There is no question of fakes in this branch either. The difficulty in finding old stuffs and linen with which to garb the figures is sufficient to discourage the trade, especially when one remembers how few customers the imitator could hope to attract.

The art of tapestry weaving is the most complete of the class. Although technique may play its part in constituting expert knowledge, it is certainly subordinate to the artistic qualities necessary to perfect connoisseurship.

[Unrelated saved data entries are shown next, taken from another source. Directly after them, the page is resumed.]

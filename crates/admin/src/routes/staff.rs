//! Staff account management. Superadmins only.

use askama::Template;
use axum::{
    Form, Router,
    extract::{Path, Query, State},
    response::{Html, IntoResponse, Redirect, Response},
    routing::{get, post},
};
use serde::Deserialize;
use tower_sessions::Session;
use tracing::instrument;

use segunda_mana_core::display::{capitalize, short_date};
use segunda_mana_core::listing::{Page, paginate, search};
use segunda_mana_core::session::AdminSession;
use segunda_mana_core::{Notice, Staff, StaffForm, StaffId, StaffStatus};

use crate::error::{AppError, Result};
use crate::filters;
use crate::middleware::{Flash, RequireSuperAdmin};
use crate::state::AppState;

use super::dashboard::AdminUserView;
use super::{ListQuery, SelectOption, failure_notice, flash_redirect, loaded, outcome, render};

const LIST_PATH: &str = "/staff-management";

#[derive(Debug, Clone)]
pub struct StaffRow {
    pub id: String,
    pub no: usize,
    pub full_name: String,
    pub username: String,
    pub email: String,
    pub role: String,
    pub status: String,
    pub is_active: bool,
    pub created: String,
}

impl StaffRow {
    fn new(staff: &Staff, no: usize) -> Self {
        Self {
            id: staff.id.to_string(),
            no,
            full_name: staff.full_name.clone(),
            username: staff.username.clone(),
            email: staff.email.clone(),
            role: staff
                .role
                .as_ref()
                .map(|r| capitalize(r.as_str()))
                .unwrap_or_default(),
            status: capitalize(staff.status.as_str()),
            is_active: staff.status == StaffStatus::Active,
            created: staff.created_at.map(short_date).unwrap_or_default(),
        }
    }
}

#[must_use]
pub fn list_page(staff: Vec<Staff>, query: &ListQuery) -> Page<StaffRow> {
    let page = paginate(search(staff, &query.q), query.page());
    let mut no = page.first_row;
    page.map(|s| {
        let row = StaffRow::new(&s, no);
        no += 1;
        row
    })
}

fn status_options(current: &str) -> Vec<SelectOption> {
    let current = if current.trim().is_empty() {
        StaffStatus::default().as_str()
    } else {
        current.trim()
    };
    [StaffStatus::Active, StaffStatus::Inactive]
        .iter()
        .map(|s| SelectOption {
            value: s.as_str().to_string(),
            label: capitalize(s.as_str()),
            selected: s.as_str() == current,
        })
        .collect()
}

/// Staff list with the new-account form underneath.
#[derive(Template)]
#[template(path = "staff/index.html")]
pub struct StaffTemplate {
    pub admin_user: AdminUserView,
    pub current_path: &'static str,
    pub flash: Option<Notice>,
    pub page: Page<StaffRow>,
    pub query: ListQuery,
    pub filter_query: String,
    pub form: StaffForm,
    pub statuses: Vec<SelectOption>,
}

#[derive(Template)]
#[template(path = "staff/edit.html")]
pub struct StaffEditTemplate {
    pub admin_user: AdminUserView,
    pub current_path: &'static str,
    pub flash: Option<Notice>,
    pub id: String,
    pub form: StaffForm,
    pub statuses: Vec<SelectOption>,
}

impl StaffEditTemplate {
    fn new(admin: &AdminSession, flash: Option<Notice>, id: &StaffId, form: StaffForm) -> Self {
        Self {
            admin_user: AdminUserView::from(admin),
            current_path: LIST_PATH,
            flash,
            id: id.to_string(),
            statuses: status_options(&form.status),
            form,
        }
    }
}

/// Toggle form: the status the row currently shows.
#[derive(Debug, Deserialize)]
pub struct StatusForm {
    pub status: String,
}

pub fn router() -> Router<AppState> {
    Router::new()
        .route("/staff-management", get(index).post(create))
        .route("/staff-management/{id}/edit", get(edit_page).post(update))
        .route("/staff-management/{id}/status", post(toggle_status))
        .route("/staff-management/{id}/delete", post(delete))
}

async fn list_template(
    state: &AppState,
    admin: &AdminSession,
    mut flash: Option<Notice>,
    query: ListQuery,
    form: StaffForm,
) -> Result<StaffTemplate> {
    let staff = loaded(state.client().authed(&admin.token).staff().await, &mut flash)?;
    Ok(StaffTemplate {
        admin_user: AdminUserView::from(admin),
        current_path: LIST_PATH,
        flash,
        page: list_page(staff, &query),
        filter_query: query.without_page(),
        query,
        statuses: status_options(&form.status),
        form,
    })
}

#[instrument(skip(admin, state, flash))]
pub async fn index(
    RequireSuperAdmin(admin): RequireSuperAdmin,
    State(state): State<AppState>,
    Flash(flash): Flash,
    Query(query): Query<ListQuery>,
) -> Result<Html<String>> {
    let template = list_template(&state, &admin, flash, query, StaffForm::default()).await?;
    Ok(render(&template))
}

#[instrument(skip(admin, state, session, form))]
pub async fn create(
    RequireSuperAdmin(admin): RequireSuperAdmin,
    State(state): State<AppState>,
    session: Session,
    Form(form): Form<StaffForm>,
) -> Result<Response> {
    let notice = match form.clone().into_input(true) {
        Ok(input) => match state.client().authed(&admin.token).create_staff(&input).await {
            Ok(_) => {
                tracing::info!(username = %input.username, "Staff account created");
                let notice = Notice::success("Staff account created successfully!");
                return Ok(flash_redirect(&session, notice, LIST_PATH)
                    .await?
                    .into_response());
            }
            Err(e) => failure_notice(e)?,
        },
        Err(e) => Notice::error(e.to_string()),
    };

    let form = StaffForm {
        password: String::new(),
        ..form
    };
    let template = list_template(&state, &admin, Some(notice), ListQuery::default(), form).await?;
    Ok(render(&template).into_response())
}

#[instrument(skip(admin, state, flash))]
pub async fn edit_page(
    RequireSuperAdmin(admin): RequireSuperAdmin,
    State(state): State<AppState>,
    Flash(flash): Flash,
    Path(id): Path<String>,
) -> Result<Html<String>> {
    let id = StaffId::new(id);
    let staff = state
        .client()
        .authed(&admin.token)
        .staff()
        .await?
        .into_iter()
        .find(|s| s.id == id)
        .ok_or_else(|| AppError::NotFound(format!("staff {id}")))?;

    Ok(render(&StaffEditTemplate::new(
        &admin,
        flash,
        &id,
        StaffForm::from(&staff),
    )))
}

/// Save an edited account. A blank password keeps the old one.
#[instrument(skip(admin, state, session, form))]
pub async fn update(
    RequireSuperAdmin(admin): RequireSuperAdmin,
    State(state): State<AppState>,
    session: Session,
    Path(id): Path<String>,
    Form(form): Form<StaffForm>,
) -> Result<Response> {
    let id = StaffId::new(id);
    let notice = match form.clone().into_input(false) {
        Ok(input) => match state
            .client()
            .authed(&admin.token)
            .update_staff(&id, &input)
            .await
        {
            Ok(_) => {
                tracing::info!(staff_id = %id, "Staff account updated");
                let notice = Notice::success("Staff account updated successfully!");
                return Ok(flash_redirect(&session, notice, LIST_PATH)
                    .await?
                    .into_response());
            }
            Err(e) => failure_notice(e)?,
        },
        Err(e) => Notice::error(e.to_string()),
    };

    let form = StaffForm {
        password: String::new(),
        ..form
    };
    Ok(render(&StaffEditTemplate::new(&admin, Some(notice), &id, form)).into_response())
}

#[instrument(skip(admin, state, session))]
pub async fn toggle_status(
    RequireSuperAdmin(admin): RequireSuperAdmin,
    State(state): State<AppState>,
    session: Session,
    Path(id): Path<String>,
    Form(form): Form<StatusForm>,
) -> Result<Redirect> {
    let next = form
        .status
        .parse::<StaffStatus>()
        .unwrap_or_default()
        .toggled();
    let id = StaffId::new(id);
    let result = state
        .client()
        .authed(&admin.token)
        .set_staff_status(&id, next)
        .await;
    let success = match next {
        StaffStatus::Active => "Staff activated successfully!",
        StaffStatus::Inactive => "Staff deactivated successfully!",
    };
    let notice = outcome(result.map(|_| None), success)?;
    flash_redirect(&session, notice, LIST_PATH).await
}

#[instrument(skip(admin, state, session))]
pub async fn delete(
    RequireSuperAdmin(admin): RequireSuperAdmin,
    State(state): State<AppState>,
    session: Session,
    Path(id): Path<String>,
) -> Result<Redirect> {
    let id = StaffId::new(id);
    let result = state.client().authed(&admin.token).delete_staff(&id).await;
    if result.is_ok() {
        tracing::info!(staff_id = %id, "Staff account deleted");
    }
    let notice = outcome(result.map(|_| None), "Staff account deleted successfully!")?;
    flash_redirect(&session, notice, LIST_PATH).await
}

#[cfg(test)]
#[allow(clippy::unwrap_used)]
mod tests {
    use serde_json::json;

    use super::*;

    fn staff(id: &str, name: &str, status: &str) -> Staff {
        serde_json::from_value(json!({
            "_id": id, "username": name.to_lowercase(), "fullName": name,
            "email": format!("{}@segundamana.ph", name.to_lowercase()),
            "role": "staff", "status": status,
        }))
        .unwrap()
    }

    #[test]
    fn test_row_and_form_from_staff() {
        let mila = staff("s1", "Mila", "inactive");
        let row = StaffRow::new(&mila, 1);
        assert_eq!(row.role, "Staff");
        assert_eq!(row.status, "Inactive");
        assert!(!row.is_active);

        let form = StaffForm::from(&mila);
        assert_eq!(form.email, "mila@segundamana.ph");
        assert!(form.password.is_empty());
        assert_eq!(form.status, "inactive");
    }

    #[test]
    fn test_status_options_default_to_active() {
        let options = status_options("");
        assert!(options[0].selected);
        assert_eq!(options[0].value, "active");
        assert!(status_options("inactive")[1].selected);
    }

    #[test]
    fn test_list_searches_email() {
        let page = list_page(
            vec![staff("s1", "Mila", "active"), staff("s2", "Jun", "active")],
            &ListQuery {
                q: "jun@".to_string(),
                ..ListQuery::default()
            },
        );
        assert_eq!(page.total_items, 1);
        assert_eq!(page.items[0].full_name, "Jun");
    }
}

Faking plays no part in this field, at least not the conspicuous part that it plays in painting and other artistic products likely to attract rich amateurs. This is easily understood when one takes into consideration the time,292 patience and money needful to the making of tapestry; it costs something like eighty pounds a square yard. The imitator also knows that it would be a waste of time and money to fake old tapestries as any expert can tell modern work from old. The apparatus has hardly undergone any essential change it is true, but the materials are so different from formerly that fairly tolerable imitations can only be given in the case of repairs to old pieces. On account of the great cost of modern tapestry the few existing factories either belong to the State or potentates, or they are supported by the lavish encouragement of some modern Mæcenas. As we have said, the difference between the work of modern and ancient tapestry does not lie in a difference of process, unchanged in essentials since the Egyptian dynasties, but rather in the impossibility of obtaining materials like the old ones.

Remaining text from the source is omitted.